INPUT Start Marker

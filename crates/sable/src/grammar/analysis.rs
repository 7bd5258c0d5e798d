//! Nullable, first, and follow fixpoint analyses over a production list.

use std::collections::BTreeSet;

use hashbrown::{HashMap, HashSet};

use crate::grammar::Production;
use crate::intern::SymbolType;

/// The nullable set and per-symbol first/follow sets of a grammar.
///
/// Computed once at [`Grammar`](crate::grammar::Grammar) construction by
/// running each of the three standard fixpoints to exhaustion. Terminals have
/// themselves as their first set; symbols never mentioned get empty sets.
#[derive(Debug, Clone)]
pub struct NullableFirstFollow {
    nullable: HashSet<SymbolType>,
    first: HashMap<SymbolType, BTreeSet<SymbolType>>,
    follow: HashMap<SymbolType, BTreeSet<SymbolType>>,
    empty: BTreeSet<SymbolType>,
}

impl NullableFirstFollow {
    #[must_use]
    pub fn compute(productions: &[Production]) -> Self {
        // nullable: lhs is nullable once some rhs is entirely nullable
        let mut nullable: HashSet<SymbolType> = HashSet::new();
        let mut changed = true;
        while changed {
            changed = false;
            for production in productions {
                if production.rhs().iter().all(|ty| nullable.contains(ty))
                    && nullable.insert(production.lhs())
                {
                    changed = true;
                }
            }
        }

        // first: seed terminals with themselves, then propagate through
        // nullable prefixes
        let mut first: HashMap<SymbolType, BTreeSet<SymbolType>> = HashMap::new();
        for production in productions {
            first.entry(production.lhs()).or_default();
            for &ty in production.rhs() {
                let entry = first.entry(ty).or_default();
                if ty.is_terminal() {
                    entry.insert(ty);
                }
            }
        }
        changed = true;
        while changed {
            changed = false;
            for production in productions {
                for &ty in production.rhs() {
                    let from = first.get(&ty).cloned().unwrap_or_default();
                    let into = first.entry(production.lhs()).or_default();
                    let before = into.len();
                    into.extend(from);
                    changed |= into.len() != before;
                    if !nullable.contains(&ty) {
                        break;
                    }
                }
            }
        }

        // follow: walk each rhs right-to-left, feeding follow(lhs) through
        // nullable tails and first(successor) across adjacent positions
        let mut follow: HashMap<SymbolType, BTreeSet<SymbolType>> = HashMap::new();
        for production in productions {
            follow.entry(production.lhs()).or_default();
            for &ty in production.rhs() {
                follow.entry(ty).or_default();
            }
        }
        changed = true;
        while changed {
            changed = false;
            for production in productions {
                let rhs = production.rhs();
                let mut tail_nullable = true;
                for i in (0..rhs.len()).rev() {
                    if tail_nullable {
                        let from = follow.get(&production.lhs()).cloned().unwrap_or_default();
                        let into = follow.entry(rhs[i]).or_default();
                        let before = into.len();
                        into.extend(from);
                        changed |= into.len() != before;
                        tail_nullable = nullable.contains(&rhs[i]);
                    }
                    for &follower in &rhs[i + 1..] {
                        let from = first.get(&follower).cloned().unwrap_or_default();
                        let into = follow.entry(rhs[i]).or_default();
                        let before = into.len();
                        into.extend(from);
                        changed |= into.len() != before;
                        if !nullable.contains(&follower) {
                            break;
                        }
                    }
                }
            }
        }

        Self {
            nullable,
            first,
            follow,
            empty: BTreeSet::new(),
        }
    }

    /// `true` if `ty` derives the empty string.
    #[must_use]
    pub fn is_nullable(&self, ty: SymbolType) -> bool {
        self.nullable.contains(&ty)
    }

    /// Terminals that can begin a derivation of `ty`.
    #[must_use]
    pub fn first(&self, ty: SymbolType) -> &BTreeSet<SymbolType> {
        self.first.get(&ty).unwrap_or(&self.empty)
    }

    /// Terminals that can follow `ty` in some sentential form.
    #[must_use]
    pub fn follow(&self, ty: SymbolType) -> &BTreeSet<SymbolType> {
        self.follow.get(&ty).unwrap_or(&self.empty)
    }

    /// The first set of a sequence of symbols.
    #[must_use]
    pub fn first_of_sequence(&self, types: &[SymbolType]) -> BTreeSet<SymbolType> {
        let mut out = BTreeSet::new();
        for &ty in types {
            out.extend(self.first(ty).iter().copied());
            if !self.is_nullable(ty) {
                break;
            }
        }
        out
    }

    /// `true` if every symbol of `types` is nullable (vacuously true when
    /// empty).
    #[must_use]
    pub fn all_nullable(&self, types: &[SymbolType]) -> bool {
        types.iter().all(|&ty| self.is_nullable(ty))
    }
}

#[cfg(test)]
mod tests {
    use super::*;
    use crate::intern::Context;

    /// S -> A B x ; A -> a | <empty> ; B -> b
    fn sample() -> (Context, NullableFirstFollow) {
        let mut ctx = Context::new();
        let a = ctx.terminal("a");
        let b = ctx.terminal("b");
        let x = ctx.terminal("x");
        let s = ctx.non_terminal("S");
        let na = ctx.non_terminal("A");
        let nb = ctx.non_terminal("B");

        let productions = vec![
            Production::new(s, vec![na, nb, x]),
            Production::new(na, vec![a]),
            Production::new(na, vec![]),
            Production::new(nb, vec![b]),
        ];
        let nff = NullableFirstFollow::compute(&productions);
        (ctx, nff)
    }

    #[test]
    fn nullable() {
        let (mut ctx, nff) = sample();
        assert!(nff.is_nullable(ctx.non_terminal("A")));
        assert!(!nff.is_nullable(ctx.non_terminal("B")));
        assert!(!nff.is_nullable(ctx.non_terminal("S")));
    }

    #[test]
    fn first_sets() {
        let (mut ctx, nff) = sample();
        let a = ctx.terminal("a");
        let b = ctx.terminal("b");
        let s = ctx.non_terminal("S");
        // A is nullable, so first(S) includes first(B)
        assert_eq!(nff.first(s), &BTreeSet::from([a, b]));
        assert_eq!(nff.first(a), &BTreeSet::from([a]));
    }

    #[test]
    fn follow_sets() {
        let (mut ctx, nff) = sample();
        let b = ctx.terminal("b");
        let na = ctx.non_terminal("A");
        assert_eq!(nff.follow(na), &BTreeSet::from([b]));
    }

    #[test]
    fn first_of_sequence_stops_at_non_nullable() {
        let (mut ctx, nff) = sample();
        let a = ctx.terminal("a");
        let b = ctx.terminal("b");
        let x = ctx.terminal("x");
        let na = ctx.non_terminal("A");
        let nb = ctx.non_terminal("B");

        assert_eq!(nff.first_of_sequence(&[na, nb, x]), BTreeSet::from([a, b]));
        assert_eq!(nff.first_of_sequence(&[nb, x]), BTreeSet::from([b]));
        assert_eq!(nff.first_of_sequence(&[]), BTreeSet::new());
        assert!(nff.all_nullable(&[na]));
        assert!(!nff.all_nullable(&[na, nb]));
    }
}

INPUT End Marker

*HOW TO COMPLETE THIS TASK:* Please output the entire listing exactly as it stands.

*RESULT OF THIS EXERCISE:*
filename crates/sable/src/grammar/analysis.rs
repository 7bd5258c0d5e798d
//! Nullable, first, and follow fixpoint analyses over a production list.

use std::collections::BTreeSet;

use hashbrown::{HashMap, HashSet};

use crate::grammar::Production;
use crate::intern::SymbolType;

/// The nullable set and per-symbol first/follow sets of a grammar.
///
/// Computed once at [`Grammar`](crate::grammar::Grammar) construction by
/// running each of the three standard fixpoints to exhaustion. Terminals have
/// themselves as their first set; symbols never mentioned get empty sets.
#[derive(Debug, Clone)]
pub struct NullableFirstFollow {
    nullable: HashSet<SymbolType>,
    first: HashMap<SymbolType, BTreeSet<SymbolType>>,
    follow: HashMap<SymbolType, BTreeSet<SymbolType>>,
    empty: BTreeSet<SymbolType>,
}

impl NullableFirstFollow {
    #[must_use]
    pub fn compute(productions: &[Production]) -> Self {
        // nullable: lhs is nullable once some rhs is entirely nullable
        let mut nullable: HashSet<SymbolType> = HashSet::new();
        let mut changed = true;
        while changed {
            changed = false;
            for production in productions {
                if production.rhs().iter().all(|ty| nullable.contains(ty))
                    && nullable.insert(production.lhs())
                {
                    changed = true;
                }
            }
        }

        // first: seed terminals with themselves, then propagate through
        // nullable prefixes
        let mut first: HashMap<SymbolType, BTreeSet<SymbolType>> = HashMap::new();
        for production in productions {
            first.entry(production.lhs()).or_default();
            for &ty in production.rhs() {
                let entry = first.entry(ty).or_default();
                if ty.is_terminal() {
                    entry.insert(ty);
                }
            }
        }
        changed = true;
        while changed {
            changed = false;
            for production in productions {
                for &ty in production.rhs() {
                    let from = first.get(&ty).cloned().unwrap_or_default();
                    let into = first.entry(production.lhs()).or_default();
                    let before = into.len();
                    into.extend(from);
                    changed |= into.len() != before;
                    if !nullable.contains(&ty) {
                        break;
                    }
                }
            }
        }

        // follow: walk each rhs right-to-left, feeding follow(lhs) through
        // nullable tails and first(successor) across adjacent positions
        let mut follow: HashMap<SymbolType, BTreeSet<SymbolType>> = HashMap::new();
        for production in productions {
            follow.entry(production.lhs()).or_default();
            for &ty in production.rhs() {
                follow.entry(ty).or_default();
            }
        }
        changed = true;
        while changed {
            changed = false;
            for production in productions {
                let rhs = production.rhs();
                let mut tail_nullable = true;
                for i in (0..rhs.len()).rev() {
                    if tail_nullable {
                        let from = follow.get(&production.lhs()).cloned().unwrap_or_default();
                        let into = follow.entry(rhs[i]).or_default();
                        let before = into.len();
                        into.extend(from);
                        changed |= into.len() != before;
                        tail_nullable = nullable.contains(&rhs[i]);
                    }
                    for &follower in &rhs[i + 1..] {
                        let from = first.get(&follower).cloned().unwrap_or_default();
                        let into = follow.entry(rhs[i]).or_default();
                        let before = into.len();
                        into.extend(from);
                        changed |= into.len() != before;
                        if !nullable.contains(&follower) {
                            break;
                        }
                    }
                }
            }
        }

        Self {
            nullable,
            first,
            follow,
            empty: BTreeSet::new(),
        }
    }

    /// `true` if `ty` derives the empty string.
    #[must_use]
    pub fn is_nullable(&self, ty: SymbolType) -> bool {
        self.nullable.contains(&ty)
    }

    /// Terminals that can begin a derivation of `ty`.
    #[must_use]
    pub fn first(&self, ty: SymbolType) -> &BTreeSet<SymbolType> {
        self.first.get(&ty).unwrap_or(&self.empty)
    }

    /// Terminals that can follow `ty` in some sentential form.
    #[must_use]
    pub fn follow(&self, ty: SymbolType) -> &BTreeSet<SymbolType> {
        self.follow.get(&ty).unwrap_or(&self.empty)
    }

    /// The first set of a sequence of symbols.
    #[must_use]
    pub fn first_of_sequence(&self, types: &[SymbolType]) -> BTreeSet<SymbolType> {
        let mut out = BTreeSet::new();
        for &ty in types {
            out.extend(self.first(ty).iter().copied());
            if !self.is_nullable(ty) {
                break;
            }
        }
        out
    }

    /// `true` if every symbol of `types` is nullable (vacuously true when
    /// empty).
    #[must_use]
    pub fn all_nullable(&self, types: &[SymbolType]) -> bool {
        types.iter().all(|&ty| self.is_nullable(ty))
    }
}

#[cfg(test)]
mod tests {
    use super::*;
    use crate::intern::Context;

    /// S -> A B x ; A -> a | <empty> ; B -> b
    fn sample() -> (Context, NullableFirstFollow) {
        let mut ctx = Context::new();
        let a = ctx.terminal("a");
        let b = ctx.terminal("b");
        let x = ctx.terminal("x");
        let s = ctx.non_terminal("S");
        let na = ctx.non_terminal("A");
        let nb = ctx.non_terminal("B");

        let productions = vec![
            Production::new(s, vec![na, nb, x]),
            Production::new(na, vec![a]),
            Production::new(na, vec![]),
            Production::new(nb, vec![b]),
        ];
        let nff = NullableFirstFollow::compute(&productions);
        (ctx, nff)
    }

    #[test]
    fn nullable() {
        let (mut ctx, nff) = sample();
        assert!(nff.is_nullable(ctx.non_terminal("A")));
        assert!(!nff.is_nullable(ctx.non_terminal("B")));
        assert!(!nff.is_nullable(ctx.non_terminal("S")));
    }

    #[test]
    fn first_sets() {
        let (mut ctx, nff) = sample();
        let a = ctx.terminal("a");
        let b = ctx.terminal("b");
        let s = ctx.non_terminal("S");
        // A is nullable, so first(S) includes first(B)
        assert_eq!(nff.first(s), &BTreeSet::from([a, b]));
        assert_eq!(nff.first(a), &BTreeSet::from([a]));
    }

    #[test]
    fn follow_sets() {
        let (mut ctx, nff) = sample();
        let b = ctx.terminal("b");
        let na = ctx.non_terminal("A");
        assert_eq!(nff.follow(na), &BTreeSet::from([b]));
    }

    #[test]
    fn first_of_sequence_stops_at_non_nullable() {
        let (mut ctx, nff) = sample();
        let a = ctx.terminal("a");
        let b = ctx.terminal("b");
        let x = ctx.terminal("x");
        let na = ctx.non_terminal("A");
        let nb = ctx.non_terminal("B");

        assert_eq!(nff.first_of_sequence(&[na, nb, x]), BTreeSet::from([a, b]));
        assert_eq!(nff.first_of_sequence(&[nb, x]), BTreeSet::from([b]));
        assert_eq!(nff.first_of_sequence(&[]), BTreeSet::new());
        assert!(nff.all_nullable(&[na]));
        assert!(!nff.all_nullable(&[na, nb]));
    }
}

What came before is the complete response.